Winner of the Grand Jury Prize at Sundance 2011, Drake Doremus’s Like Crazy is the story of a transatlantic love affair that falls foul of the visa regulations. It doesn’t pay to get on the wrong side of US Immigration — even when you’re as young, cute and mutually infatuated as Jacob and Anna.

Like Crazy begins in an LA classroom, when British student Anna (Felicity Jones) takes a fancy to curly-haired Jacob (Anton Yelchin). She’s an aspiring writer and he’s a budding furniture designer. In a pleasingly old-fashioned touch, she declares her feelings in a long, heartfelt note left on his car windscreen. In no time at all they’re sharing a bed and a love of Paul Simon’s Graceland.

Unable to bear the thought of returning to London alone, Anna stays on in LA after her student visa expires. Rather than go for the usual musical montage here, Doremus conveys their summer idyll as a series of snapshots of the couple lying in bed. But when Anna is denied entry back into the US that impulsive decision casts a shadow over their relationship and the rest of the movie.

The opening of Doremus’s film brilliantly captures the heady delights of an intellectual as well as physical connection. These crazy kids really do seem like soul mates. He makes her a gift of his first chair; she presents him with a scrapbook of their relationship. But when they’re forced apart and those companionable silences give way to sulking and bickering, they become less interesting and so does the film.
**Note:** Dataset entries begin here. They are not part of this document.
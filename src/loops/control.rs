//! # Control loop abstraction and function-backed implementation.
//!
//! This module defines the [`ControlLoop`] trait (async, cancelable, one-shot)
//! and a convenient function-backed implementation [`LoopFn`].
//! The common handle type is [`LoopRef`], a `Box<dyn ControlLoop>` handed from
//! a [`LoopFactory`](crate::LoopFactory) to the supervisor.
//!
//! A loop receives a [`CancellationToken`] and must check it cooperatively at
//! bounded intervals. It runs until it observes the token (return `Ok(())` or
//! `Err(LoopError::Canceled)`) or until it hits an unrecoverable error.
//!
//! ## Example
//! ```rust
//! use tokio_util::sync::CancellationToken;
//! use nsvisor::{LoopError, LoopFn, LoopRef};
//!
//! let l: LoopRef = LoopFn::boxed(|stop: CancellationToken| async move {
//!     stop.cancelled().await;
//!     Ok::<_, LoopError>(())
//! });
//! # drop(l);
//! ```

use std::future::Future;
use std::pin::Pin;

use tokio_util::sync::CancellationToken;

use crate::error::LoopError;

/// Future returned by [`ControlLoop::run`].
pub type BoxLoopFuture = Pin<Box<dyn Future<Output = Result<(), LoopError>> + Send + 'static>>;

/// Owned handle to a ready-to-run loop.
pub type LoopRef = Box<dyn ControlLoop>;

/// # One long-running reconciliation loop bound to a single namespace.
///
/// The loop is consumed by [`run`](ControlLoop::run): it executes exactly once
/// and is never restarted by the supervisor.
pub trait ControlLoop: Send + 'static {
    /// Runs the loop until `stop` is observed or an error occurs.
    fn run(self: Box<Self>, stop: CancellationToken) -> BoxLoopFuture;
}

/// Function-backed control loop.
///
/// Wraps a closure `F: FnOnce(CancellationToken) -> Fut`; the closure usually
/// captures the namespace-scoped clients built by the factory.
pub struct LoopFn<F> {
    f: F,
}

impl<F> LoopFn<F> {
    /// Creates a new function-backed loop.
    ///
    /// Prefer [`LoopFn::boxed`] when you immediately need a [`LoopRef`].
    pub fn new(f: F) -> Self {
        Self { f }
    }
}

impl<F, Fut> LoopFn<F>
where
    F: FnOnce(CancellationToken) -> Fut + Send + 'static,
    Fut: Future<Output = Result<(), LoopError>> + Send + 'static,
{
    /// Creates the loop and returns it as an owned handle.
    pub fn boxed(f: F) -> LoopRef {
        Box::new(Self::new(f))
    }
}

impl<F, Fut> ControlLoop for LoopFn<F>
where
    F: FnOnce(CancellationToken) -> Fut + Send + 'static,
    Fut: Future<Output = Result<(), LoopError>> + Send + 'static,
{
    fn run(self: Box<Self>, stop: CancellationToken) -> BoxLoopFuture {
        Box::pin((self.f)(stop))
    }
}
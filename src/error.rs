//! Error types used by the nsvisor runtime and by supervised control loops.
//!
//! This module defines three error enums:
//!
//! - [`LoopError`]: errors raised while building or running one per-namespace loop.
//! - [`SinkError`]: errors raised when writing to a closed [`ErrorSink`](crate::ErrorSink).
//! - [`RuntimeError`]: errors raised by the supervisor while draining its loops.
//!
//! [`LoopError`] and [`RuntimeError`] provide helper methods (`as_label`, `as_message`)
//! for logging/metrics.

use std::time::Duration;
use thiserror::Error;

use crate::loops::Namespace;

/// # Errors produced by a supervised control loop.
///
/// Every reportable variant embeds the namespace that produced it, because the
/// error channel carries no other metadata.
#[non_exhaustive]
#[derive(Error, Debug, Clone, PartialEq, Eq)]
pub enum LoopError {
    /// The loop factory could not build the namespace-scoped clients.
    #[error("failed to start control loop for namespace {namespace}: {error}")]
    Factory {
        /// Namespace the factory was invoked for.
        namespace: Namespace,
        /// The underlying error message.
        error: String,
    },

    /// The reconciliation logic terminated abnormally.
    #[error("control loop for namespace {namespace} failed: {error}")]
    Failed {
        /// Namespace the loop was serving.
        namespace: Namespace,
        /// The underlying error message.
        error: String,
    },

    /// The loop exited because it observed its stop signal.
    ///
    /// This is a graceful exit, never forwarded to the error channel.
    #[error("control loop stopped")]
    Canceled,
}

impl LoopError {
    /// Builds a [`LoopError::Failed`] for `namespace`.
    pub fn failed(namespace: impl Into<Namespace>, error: impl ToString) -> Self {
        LoopError::Failed {
            namespace: namespace.into(),
            error: error.to_string(),
        }
    }

    /// Builds a [`LoopError::Factory`] for `namespace`.
    pub fn factory(namespace: impl Into<Namespace>, error: impl ToString) -> Self {
        LoopError::Factory {
            namespace: namespace.into(),
            error: error.to_string(),
        }
    }

    /// Returns the namespace this error belongs to, if any.
    pub fn namespace(&self) -> Option<&Namespace> {
        match self {
            LoopError::Factory { namespace, .. } | LoopError::Failed { namespace, .. } => {
                Some(namespace)
            }
            LoopError::Canceled => None,
        }
    }

    /// Returns a short stable label (snake_case) for use in logs/metrics.
    ///
    /// # Example
    /// ```
    /// use nsvisor::LoopError;
    ///
    /// let err = LoopError::failed("tenant-a", "watch closed");
    /// assert_eq!(err.as_label(), "loop_failed");
    /// ```
    pub fn as_label(&self) -> &'static str {
        match self {
            LoopError::Factory { .. } => "loop_factory_failed",
            LoopError::Failed { .. } => "loop_failed",
            LoopError::Canceled => "loop_canceled",
        }
    }

    /// Returns a human-readable message without the namespace prefix.
    pub fn as_message(&self) -> String {
        match self {
            LoopError::Factory { error, .. } => format!("factory: {error}"),
            LoopError::Failed { error, .. } => format!("error: {error}"),
            LoopError::Canceled => "stopped".to_string(),
        }
    }

    /// True for the graceful-stop variant, which must never reach the caller.
    pub fn is_stop_induced(&self) -> bool {
        matches!(self, LoopError::Canceled)
    }
}

/// # Errors produced when writing to the error channel.
#[non_exhaustive]
#[derive(Error, Debug, Clone, Copy, PartialEq, Eq)]
pub enum SinkError {
    /// The sink was closed, or the receiving stream was dropped.
    #[error("error sink closed")]
    Closed,
}

/// # Errors produced by the nsvisor runtime.
///
/// These represent failures of the supervisor itself while stopping its loops.
/// Starting a supervisor never fails.
#[non_exhaustive]
#[derive(Error, Debug)]
pub enum RuntimeError {
    /// Shutdown grace period was exceeded; some loops did not return in time.
    #[error("shutdown timeout {grace:?} exceeded; stuck: {stuck:?}")]
    GraceExceeded {
        /// The configured grace duration.
        grace: Duration,
        /// Labels of the loops that were still running.
        stuck: Vec<String>,
    },
}

impl RuntimeError {
    /// Returns a short stable label (snake_case) for use in logs/metrics.
    ///
    /// # Example
    /// ```
    /// use nsvisor::RuntimeError;
    /// use std::time::Duration;
    ///
    /// let err = RuntimeError::GraceExceeded { grace: Duration::from_secs(5), stuck: vec![] };
    /// assert_eq!(err.as_label(), "runtime_grace_exceeded");
    /// ```
    pub fn as_label(&self) -> &'static str {
        match self {
            RuntimeError::GraceExceeded { .. } => "runtime_grace_exceeded",
        }
    }

    /// Returns a human-readable message with details about the error.
    pub fn as_message(&self) -> String {
        match self {
            RuntimeError::GraceExceeded { grace, stuck } => {
                format!("grace exceeded after {grace:?}; stuck loops={stuck:?}")
            }
        }
    }
}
Yelchin (Star Trek‘s Chekov) and Jones (Cemetery Junction) are both excellent at conveying the heartbreak of a long-distance relationship in which an unanswered text can feel like crushing rejection. There are moments when Yelchin’s fresh-faced Jacob appears to have aged 10 years, so wrung-out is he by the strain of being apart. It’s the conviction of those performances that carries you through a familiar tale of passion tested by distance, time and other people.

Anna and Jacob are good-looking people pursuing enviable careers in publishing and furniture design. But for a couple in an indie romance they also prove to be bland rather than edgy. That visa violation is the only reckless behaviour you’ll see here. It’s a weakness in a film that doesn’t make room for any substantial supporting roles.

Alex Kingston and Oliver Muirhead have a few lively moments as Anna’s scotch-loving and refreshingly down-to-earth parents. But they’re kept largely in the background, so if there is a big family row over Anna’s immigration status we don’t get to see it. Jennifer Lawrence and Charlie Bewley are used mainly as window dressing, playing the alternative love interests for our star-crossed pair.

In its editing and direction Like Crazy tries to inject an element of freshness – even intrigue – into the passing of months and years. A time-lapse sequence at Heathrow airport shows a forlorn Anna marooned in a sea of other passengers, as another six months of waiting and hoping go by. When Bewley’s Simon appears in Anna’s apartment it’s filmed in such an oblique way that you’re not sure whether it’s still Jacob sitting forlornly in that armchair. We’re left to fill in the gaps.

I can see why the voters at Sundance handed out gongs to this film and to Felicity Jones’s intelligent and well-judged performance. For me, though, Doremus’s approach didn’t quite fulfil the promise of the opening scenes. So I’d put this one down as a passing infatuation rather than a timeless romance.